In this tutorial, you will perform the following tasks: 1. Prepare a design for simulation in Design Entry HDL 2. Create parts and associate with models using various tools, such as Model Editor and Magnetic Parts Designer. 3. Specifying simulation settings 4. Run simulation and examine early violations 5. View simulation results 6. Run smoke analysis and edit models 7. Create Measurements and set tolerances 8. Run advanced analysis, such as sensitivity, optimizer, parametric plotter analysis on long run profile, and Monte Carlo analysis

1.1 Preparing the design for simulation in Design Entry HDL Open the design using Design Entry HDL. You will observe the different elements of this design and add parts to the design.

1. Right-click pwmcon and choose Descend or click the Descend button on the toolbar to descend into the part. Observe the verilog_decs parameter as shown in Figure 1-2. This parameter can be passed into the schematic.

2. Right-click on the design and choose Ascend or click the Ascend button on the toolbar to return to the top schematic. Observe the PERIOD parameter on pwmcon, as shown in Figure 1-3.

3. Observe the default parameters, as shown in Figure 1-4. Tolerance parameters define the positive and negative deviation from a component’s nominal value. In order to include a circuit component in a Sensitivity or Monte Carlo analysis, the component must have tolerances for the parameters specified. Smoke parameters are maximum operating conditions for the component. To perform a Smoke analysis on a component, define the smoke parameters for that component. 4. Observe the global parameter, as shown in Figure 1-5. You can use a global parameter to represent a value in any level of a hierarchical design...

5. Enter the command find BEHAV_GEN in the console and then enter next. Observe the BEHAV_GEN part from the function library that is highlighted, as shown in Figure 1-6.

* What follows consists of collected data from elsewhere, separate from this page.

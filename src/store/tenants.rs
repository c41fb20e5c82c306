//! Tenant directory backed by the control database's `websites` table.

use std::path::{Path, PathBuf};
use std::sync::Arc;

use async_trait::async_trait;
use libsql::{Connection, Database as LibSqlDatabase, params};
use secrecy::{ExposeSecret, SecretString};
use tracing::{info, warn};

use crate::config::{ImapConfig, MailConfig, SmtpConfig, Tenant};
use crate::error::DatabaseError;
use crate::store::libsql_backend::LibSqlMessageStore;
use crate::store::migrations::{self, TENANT_MIGRATIONS};
use crate::store::traits::{MessageMatcher, TenantDirectory};

const WEBSITE_COLUMNS: &str = "id, name, db_path, \
    imap_server, imap_port, imap_username, imap_password, imap_use_tls, \
    smtp_server, smtp_port, smtp_username, smtp_password, smtp_use_tls, smtp_from";

/// Reads tenants from the `websites` table and opens each tenant's
/// message store from its `db_path`.
pub struct LibSqlTenantDirectory {
    #[allow(dead_code)]
    db: Arc<LibSqlDatabase>,
    conn: Connection,
}

impl LibSqlTenantDirectory {
    /// Open (or create) the control database and run migrations.
    pub async fn new_local(path: &Path) -> Result<Self, DatabaseError> {
        if let Some(parent) = path.parent()
            && !parent.as_os_str().is_empty()
        {
            std::fs::create_dir_all(parent).map_err(|e| {
                DatabaseError::Pool(format!("Failed to create database directory: {e}"))
            })?;
        }

        let db = libsql::Builder::new_local(path)
            .build()
            .await
            .map_err(|e| DatabaseError::Pool(format!("Failed to open libSQL database: {e}")))?;
        let directory = Self::from_database(db).await?;
        info!(path = %path.display(), "Tenant directory opened");
        Ok(directory)
    }

    /// Create an in-memory control database (for tests).
    pub async fn new_memory() -> Result<Self, DatabaseError> {
        let db = libsql::Builder::new_local(":memory:")
            .build()
            .await
            .map_err(|e| {
                DatabaseError::Pool(format!("Failed to create in-memory database: {e}"))
            })?;
        Self::from_database(db).await
    }

    async fn from_database(db: LibSqlDatabase) -> Result<Self, DatabaseError> {
        let conn = db
            .connect()
            .map_err(|e| DatabaseError::Pool(format!("Failed to create connection: {e}")))?;
        migrations::run_migrations(&conn, TENANT_MIGRATIONS).await?;
        Ok(Self {
            db: Arc::new(db),
            conn,
        })
    }

    /// Register a website. The tenant's `id` is ignored; the assigned id is returned.
    pub async fn insert_tenant(&self, tenant: &Tenant) -> Result<i64, DatabaseError> {
        let imap = &tenant.mail.imap;
        let smtp = &tenant.mail.smtp;
        let mut rows = self
            .conn
            .query(
                "INSERT INTO websites (name, db_path,
                    imap_server, imap_port, imap_username, imap_password, imap_use_tls,
                    smtp_server, smtp_port, smtp_username, smtp_password, smtp_use_tls, smtp_from)
                 VALUES (?1, ?2, ?3, ?4, ?5, ?6, ?7, ?8, ?9, ?10, ?11, ?12, ?13)
                 RETURNING id",
                params![
                    tenant.name.as_str(),
                    tenant.db_path.to_string_lossy().to_string(),
                    imap.host.as_str(),
                    i64::from(imap.port),
                    imap.username.as_str(),
                    imap.password.expose_secret(),
                    imap.use_tls as i64,
                    smtp.host.as_str(),
                    i64::from(smtp.port),
                    smtp.username.as_str(),
                    smtp.password.expose_secret(),
                    smtp.use_tls as i64,
                    smtp.from_address.as_str(),
                ],
            )
            .await
            .map_err(|e| DatabaseError::Query(format!("insert_tenant: {e}")))?;

        let row = rows
            .next()
            .await
            .map_err(|e| DatabaseError::Query(format!("insert_tenant: {e}")))?
            .ok_or_else(|| DatabaseError::Query("insert_tenant: no id returned".into()))?;
        row.get(0)
            .map_err(|e| DatabaseError::Query(format!("insert_tenant row parse: {e}")))
    }
}

#[async_trait]
impl TenantDirectory for LibSqlTenantDirectory {
    async fn list_tenants(&self) -> Result<Vec<Tenant>, DatabaseError> {
        let mut rows = self
            .conn
            .query(
                &format!("SELECT {WEBSITE_COLUMNS} FROM websites ORDER BY id"),
                (),
            )
            .await
            .map_err(|e| DatabaseError::Query(format!("list_tenants: {e}")))?;

        let mut tenants = Vec::new();
        while let Some(row) = rows
            .next()
            .await
            .map_err(|e| DatabaseError::Query(format!("list_tenants: {e}")))?
        {
            match row_to_tenant(&row) {
                Ok(tenant) => tenants.push(tenant),
                // One bad row must not hide every other tenant.
                Err(e) => warn!(error = %e, "Skipping unreadable website row"),
            }
        }
        Ok(tenants)
    }

    async fn open_store(&self, tenant: &Tenant) -> Result<Arc<dyn MessageMatcher>, DatabaseError> {
        let store = LibSqlMessageStore::new_local(&tenant.db_path).await?;
        Ok(Arc::new(store))
    }
}

fn row_to_tenant(row: &libsql::Row) -> Result<Tenant, DatabaseError> {
    let parse = |e: libsql::Error| DatabaseError::Query(format!("website row parse: {e}"));
    let id: i64 = row.get(0).map_err(parse)?;
    let port = |idx: i32| -> Result<u16, DatabaseError> {
        let raw: i64 = row.get(idx).map_err(parse)?;
        u16::try_from(raw).map_err(|_| {
            DatabaseError::Query(format!("website {id}: port {raw} out of range"))
        })
    };

    let imap = ImapConfig {
        host: row.get(3).map_err(parse)?,
        port: port(4)?,
        username: row.get(5).map_err(parse)?,
        password: SecretString::from(row.get::<String>(6).map_err(parse)?),
        use_tls: row.get::<i64>(7).map_err(parse)? != 0,
    };
    let smtp = SmtpConfig {
        host: row.get(8).map_err(parse)?,
        port: port(9)?,
        username: row.get(10).map_err(parse)?,
        password: SecretString::from(row.get::<String>(11).map_err(parse)?),
        use_tls: row.get::<i64>(12).map_err(parse)? != 0,
        from_address: row.get(13).map_err(parse)?,
    };

    Ok(Tenant {
        id,
        name: row.get(1).map_err(parse)?,
        mail: MailConfig { imap, smtp },
        db_path: PathBuf::from(row.get::<String>(2).map_err(parse)?),
    })
}
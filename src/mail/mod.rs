//! Inbound and outbound mail handling.

pub mod imap;
pub mod parser;
pub mod smtp;
pub mod types;

pub use imap::{FetchBatch, ImapMailbox, Mailbox};
pub use parser::parse_email;
pub use smtp::{ReplySender, SmtpReplySender};
pub use types::{IncomingEmail, OutboundReply, SentBy, ThreadRef};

6. Click the Display Attributes button on the toolbar and click on the BEHAV_GEN part to display the Attributes dialog box. Observe the error condition specified as V(OUT)>21 to ensure that V(OUT) the simulation of the design stops if V(OUT) exceeds 21. Also, observe error message specified. Note: You can specify warning conditions by specifying a value for the WARN_COND attribute. In case of warning conditions simulation continues after displaying the specified warning message. 7. Add the part irf840 from the pwrmos library. To do so: a. Choose Component – Add to open the Component Browser. b. Under Browse Libraries, from the Library list select pwrmos and then select irf840 from the Cells list. c. Click the row for the PART NAME IRF840 in the lower pane (Set PPT oprions and make properties (shown below) as Annotatable)

d. Click Add and place the part in the location as shown in Figure 1-7. e. Right-click IRF840 and choose Attributes. f. Select the value IRF840 for ALT_IMPLEMENTATION.

1.2 Create parts and associate with models Design a transformer and add it to the schematic. Launch Magnetic Parts Editor and perform the following steps: 1. Select a component 2. Provide general information 3. Provide electrical information 4. Select a core 5. Select bobbin and winding wire 6. View Results and save the file.